▶ _Exercise directions_: The required result is every line of the records that includes "ChatReply".

··· Dataset records

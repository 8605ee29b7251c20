#[cfg(test)]
#[path = "chat_test.rs"]
mod tests;

use serde::Deserialize;
use serde::Serialize;

/// Shown in place of a reply when the chat request never produced a
/// decodable response.
pub const CHAT_FAILURE_MESSAGE: &str = "Failed to get response";

/// Body sent to the chat and direct agent endpoints. `context` is always an
/// empty object and `session_id` is always `null`, letting the backend
/// allocate a session per request.
#[derive(Clone, Debug, Default, PartialEq, Serialize, Deserialize)]
pub struct ChatRequest {
    pub query: String,
    pub context: serde_json::Map<String, serde_json::Value>,
    pub session_id: Option<String>,
}

impl ChatRequest {
    pub fn new(query: &str) -> ChatRequest {
        return ChatRequest {
            query: query.to_string(),
            context: serde_json::Map::new(),
            session_id: None,
        };
    }
}

#[derive(Clone, Debug, Default, PartialEq)]
pub struct AgentAnswer {
    pub agent_name: String,
    pub response: String,
    pub confidence: Option<f64>,
}

#[derive(Clone, Debug, PartialEq)]
pub enum ChatReply {
    Answered(AgentAnswer),
    Failed(String),
}

impl ChatReply {
    pub fn failed() -> ChatReply {
        return ChatReply::Failed(CHAT_FAILURE_MESSAGE.to_string());
    }

    pub fn is_failure(&self) -> bool {
        return matches!(self, ChatReply::Failed(_));
    }

    /// Lines displayed in the response panel. Missing answer fields render
    /// blank after their label.
    pub fn as_lines(&self) -> Vec<String> {
        match self {
            ChatReply::Answered(answer) => {
                let confidence = answer
                    .confidence
                    .map(|confidence| return confidence.to_string())
                    .unwrap_or_default();

                let mut response_lines = answer.response.lines();
                let mut lines = vec![
                    format!("Agent: {}", answer.agent_name),
                    format!("Response: {}", response_lines.next().unwrap_or_default()),
                ];
                lines.extend(response_lines.map(|line| return line.to_string()));
                lines.push(format!("Confidence: {confidence}"));

                return lines;
            }
            ChatReply::Failed(message) => {
                return vec![format!("Error: {message}")];
            }
        }
    }
}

······

▶ _Solution to this task_:
pub enum ChatReply {
impl ChatReply {
    pub fn failed() -> ChatReply {
        return ChatReply::Failed(CHAT_FAILURE_MESSAGE.to_string());
        return matches!(self, ChatReply::Failed(_));
            ChatReply::Answered(answer) => {
            ChatReply::Failed(message) => {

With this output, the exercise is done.